Giovani italiani indossano la mascherina – Foto © Dire

E i giovani?

“Il nostro tempo ci ha resi sempre più edotti della complessità della realtà umana e sociale. Le generalizzazioni valgono sempre meno per comprendere le persone. L’individualismo giustamente deprecato contiene un risvolto che non lo rende migliore. E meno dannoso di quel che è in realtà. Ma che tuttavia deve essere adeguatamente considerato. E tale risvolto è la scoperta della dignità e della libertà della persona e della sua singolarità”.Cioè?

“Non ci nascondiamo i meccanismi di massificazione. Soprattutto nel mondo del consumo. Così abile nel far credere di essere unici e originali. Facendo tutti le stesse cose e soprattutto adottando gli stessi prodotti e le stesse mode. I giovani sono interamente dentro questo marasma. Ma con le capacità e le potenzialità che appartengono alla loro generazione e a questo tempo”.Segni di speranza?

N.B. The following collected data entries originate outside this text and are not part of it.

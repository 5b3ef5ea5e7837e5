//! Utilities for generating short public paste identifiers.

use crate::constants::{ID_ALPHABET, MAX_ID_ATTEMPTS};
use crate::error::AppError;
use rand::Rng;

/// Generate a random identifier of `len` characters.
///
/// Each character is drawn independently and uniformly from
/// [`ID_ALPHABET`]. No uniqueness check is performed.
///
/// # Returns
/// A `len`-character string matching `^[A-Za-z0-9]{len}$`.
pub fn generate_id<R: Rng + ?Sized>(rng: &mut R, len: usize) -> String {
    (0..len)
        .map(|_| ID_ALPHABET[rng.gen_range(0..ID_ALPHABET.len())] as char)
        .collect()
}

/// Generate an identifier for which `exists_check` reports no prior use.
///
/// # Returns
/// The first candidate for which `exists_check` returned `Ok(false)`.
///
/// # Errors
/// Propagates errors from `exists_check`, and returns
/// [`AppError::IdSpaceExhausted`] after [`MAX_ID_ATTEMPTS`] collisions.
pub fn generate_unique_id<R, F>(
    rng: &mut R,
    len: usize,
    mut exists_check: F,
) -> Result<String, AppError>
where
    R: Rng + ?Sized,
    F: FnMut(&str) -> Result<bool, AppError>,
{
    for attempt in 1..=MAX_ID_ATTEMPTS {
        let id = generate_id(rng, len);
        if !exists_check(&id)? {
            return Ok(id);
        }
        tracing::warn!("Paste id collision on '{}' (attempt {})", id, attempt);
    }
    Err(AppError::IdSpaceExhausted {
        attempts: MAX_ID_ATTEMPTS,
    })
}

/// Return `true` when `id` is exactly `len` ASCII alphanumerics.
pub fn is_valid_id(id: &str, len: usize) -> bool {
    id.len() == len && id.bytes().all(|b| b.is_ascii_alphanumeric())
}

“Non mancano tanti giovani che riescono a sottrarsi alle derive di ogni sorta che li inducono alla cancellazione della loro originalità se non della loro identità. Sarà un luogo comune, ma rimane vero che il problema dei giovani sono gli adulti. Che spesso rimangono eterni adolescenti. Incapaci di prendersi le loro responsabilità. E quindi di offrire un modello plausibile di umanità e di dare prospettive di futuro alla vita personale e sociale. Tutti appiattiti su un presente che opprime e soffoca”.Cosa bisogna fare?

“Bisogna dare fiducia e incoraggiamento alle nuove generazioni. In tutti i modi e in tutte le circostanze. Senza cadere nell’indulgenza di chi cerca maldestramente di farsi perdonare qualcosa. I giovani hanno bisogno di vedere che è possibile costruire il loro futuro. Che c’è qualcosa a cui possono dedicarsi con passione sapendo che avrà un seguito. È nel poter guardare al futuro con fiducia e speranza che i giovani trovano senso alla loro vita. I credenti hanno molto da fare in questo campo, cominciando dalla rieducazione degli adulti”.Per presentare ai ragazzi la Buona Novella quale ritiene essere la pagina più significativa del Vangelo? “Non so se ci sia una pagina evangelica che più e meglio di altre riesca a toccare il cuore dei ragazzi e dei giovani di oggi. Direi che tutto il Vangelo, ascoltato fuori da certi schemi catechistici che a volte hanno creato degli schermi più che degli accessi, ha un potere ineguagliabile di sorpresa. E di passione per chiunque vi si accosti con attenzione e disponibilità”.In che modo?

“Soprattutto il Vangelo intercetta il bisogno di andare oltre gli schemi mentali dentro cui spesso cresciamo e rimaniamo immersi. Apre a un orizzonte nel quale emergono le cose che veramente contano. E questo ha un potere di fascinazione straordinaria per tutti. Ancora di più per dei ragazzi. La loro mente libera e palpitante, quando lo è, è capace di penetrare prontamente il senso che promana dalle pagine evangeliche”.Cosa consiglia di leggere?

“Come sempre, il linguaggio più caratteristico di Gesù si trova nelle parabole. Da lì è possibile costruire un percorso che, come insegna Gesù, tocca la vita. E partendo dalla vita è in grado di raggiungere e coinvolgere tutta la persona. Da questo punto di vista, parabole come quella del seminatore presenta un fecondità pressoché illimitata. Capace di illuminare un approccio adeguato alle altre parabole e a tutto il Vangelo”.